I have to create a new dataframe in which each column is determined by a function which has two arguments. The problem is that for each column the function needs a different argument which is given by the number of the column. There are about 6k rows and 200 columns in the dataframe:
The function that defines each column of the new dataframe is defined like this:
def phiNT(M,nT):
M=M[M.columns[:nT]]
d=pd.concat([M.iloc[:,nT-1]]*nT,axis=1)
d.columns=M.columns
D=M-d
D=D.mean(axis=1)
return D
I tried to create an empty dataframe and then add each column using a loop:
A=pd.DataFrame()
for i in range(1,len(M.columns)):
A[i]=phiNT(M,i)
But this is what pops up:
PerformanceWarning: DataFrame is highly fragmented. This is usually the result of calling `frame.insert` many times, which has poor performance. Consider joining all columns at once using pd.concat(axis=1) instead. To get a de-fragmented frame, use `newframe = frame.copy()`
So i need a way to apply pd.concat to create all columns at once.

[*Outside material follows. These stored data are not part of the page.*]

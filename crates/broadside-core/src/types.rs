//! Damage event and result types exchanged across the pipeline boundary.

use std::collections::BTreeMap;

use glam::DVec3;
use serde::{Deserialize, Serialize};

use crate::enums::*;

/// Weapon parameters attached to a damage event by the firing system.
/// Classification derives kinetic energy and blast falloff from these.
#[derive(Debug, Clone, Copy, Default, PartialEq, Serialize, Deserialize)]
pub struct WeaponRef {
    /// Projectile mass in kilograms.
    pub mass_kg: f64,
    /// Impact speed in meters per second.
    pub speed_mps: f64,
    /// Blast radius for explosive warheads (meters, 0 = no blast).
    pub blast_radius_m: f64,
    /// Special weapons may skip the armor pass entirely.
    pub bypass_armor: bool,
}

/// An incoming damage event. Immutable input to the pipeline.
#[derive(Debug, Clone, PartialEq, Serialize, Deserialize)]
pub struct DamageEvent {
    /// Raw damage amount. Must be positive; clamped to MAX_DAMAGE_PER_EVENT.
    pub amount: f64,
    /// What produced this event.
    pub source: DamageSource,
    /// How the damage interacts with armor and shields.
    pub damage_type: DamageType,
    /// Impact point in ship-local space (meters).
    pub impact_position: DVec3,
    /// Direction the damage arrived from, in ship frame.
    pub impact_direction: DVec3,
    /// Angle of incidence against the hull surface, degrees (0 = head-on).
    pub impact_angle_deg: f64,
    /// Armor piercing quality in [0, 1]. 1.0 ignores resistance entirely.
    pub armor_piercing: f64,
    /// Fraction of the damage that bypasses shields, in [0, 1].
    pub shield_piercing: f64,
    /// Distance from the blast center for explosions/shockwaves (meters).
    pub blast_distance: Option<f64>,
    /// Optional weapon parameters for classification.
    pub weapon: Option<WeaponRef>,
}

impl DamageEvent {
    /// A minimal event with the given amount, source and type.
    /// Impact geometry defaults to a head-on hit at the origin.
    pub fn new(amount: f64, source: DamageSource, damage_type: DamageType) -> Self {
        Self {
            amount,
            source,
            damage_type,
            impact_position: DVec3::ZERO,
            impact_direction: DVec3::NEG_Y,
            impact_angle_deg: 0.0,
            armor_piercing: 0.0,
            shield_piercing: 0.0,
            blast_distance: None,
            weapon: None,
        }
    }
}

/// A validated event augmented with source-specific derived fields.
/// Produced by `DamageProcessor::classify`; pure data, no side effects.
#[derive(Debug, Clone, PartialEq, Serialize, Deserialize)]
pub struct ClassifiedEvent {
    /// The validated (possibly truncated) source event.
    pub event: DamageEvent,
    /// Damage after source-specific derivation (kinetic energy, falloff).
    pub effective_amount: f64,
    /// Blast falloff factor applied, if any (1.0 = no falloff).
    pub falloff: f64,
    /// Whether the armor pass is skipped for this event.
    pub bypass_armor: bool,
}

/// Outcome of one armor layer pass.
#[derive(Debug, Clone, Copy, PartialEq, Serialize, Deserialize)]
pub struct LayerHit {
    pub layer: ArmorLayerKind,
    /// Damage absorbed by this layer.
    pub absorbed: f64,
}

/// Result of resolving damage against the layered armor stack.
#[derive(Debug, Clone, Default, PartialEq, Serialize, Deserialize)]
pub struct ArmorResolution {
    /// Damage remaining after all layers.
    pub final_damage: f64,
    /// Total damage absorbed across layers.
    pub damage_absorbed: f64,
    /// Overall penetration classification.
    pub penetration_mode: PenetrationMode,
    /// Layers that absorbed a nonzero amount, outer first.
    pub affected_layers: Vec<LayerHit>,
}

/// Report from a single hull damage application.
#[derive(Debug, Clone, Copy, Default, PartialEq, Serialize, Deserialize)]
pub struct HullReport {
    /// Damage actually applied to hull strength (after the hull armor pass).
    pub damage_applied: f64,
    /// Hull strength remaining.
    pub strength_remaining: f64,
    /// Hull state after this application.
    pub state: HullState,
    /// Whether this application started the destruction sequence.
    pub destruction_triggered: bool,
}

/// Aggregated outcome of processing one damage event through the pipeline.
#[derive(Debug, Clone, Default, PartialEq, Serialize, Deserialize)]
pub struct DamageResult {
    /// Total damage dealt to shields plus hull.
    pub total_damage_dealt: f64,
    /// Damage absorbed by shields.
    pub shield_damage: f64,
    /// Damage applied to the hull.
    pub hull_damage: f64,
    /// Damage absorbed by the armor stack.
    pub armor_absorbed: f64,
    /// Parallel subsystem damage channel, by subsystem name.
    /// Not subtracted from hull damage.
    pub subsystem_damage: BTreeMap<String, f64>,
    /// Whether this event triggered the destruction sequence.
    pub destruction_triggered: bool,
}

/// The current three-pool power allocation (level indices into ENERGY_LEVELS).
#[derive(Debug, Clone, Copy, PartialEq, Eq, Serialize, Deserialize)]
pub struct PowerAllocation {
    pub shields: u8,
    pub weapons: u8,
    pub engines: u8,
}

impl Default for PowerAllocation {
    fn default() -> Self {
        Self {
            shields: crate::constants::ETS_BALANCED_INDEX,
            weapons: crate::constants::ETS_BALANCED_INDEX,
            engines: crate::constants::ETS_BALANCED_INDEX,
        }
    }
}

impl PowerAllocation {
    /// Sum of the three power fractions this allocation selects.
    /// Out-of-range indices contribute zero rather than panic.
    pub fn fraction_sum(&self) -> f64 {
        let level = |index: u8| {
            crate::constants::ENERGY_LEVELS
                .get(index as usize)
                .copied()
                .unwrap_or(0.0)
        };
        level(self.shields) + level(self.weapons) + level(self.engines)
    }

    /// Whether this allocation satisfies the zero-sum invariant.
    pub fn is_balanced(&self) -> bool {
        let max = crate::constants::ETS_MAX_INDEX;
        self.shields <= max
            && self.weapons <= max
            && self.engines <= max
            && (self.fraction_sum() - 1.0).abs() <= crate::constants::ETS_SUM_TOLERANCE
    }
}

CodePudding user response:
you should create all dataframes in a list or generator then call pd.concat
on the list or generator to create a new dataframe with all the dataframe columns in it, instead of doing it once for each column.
the following uses a generator to be memory efficient.
results = (phiNT(M,i) for i in range(1,len(M.columns)))
A = pd.concat(results,axis=1)
this is how it'd be done in a list.
A = pd.concat([phiNT(M,i) for i in range(1,len(M.columns))],axis=1)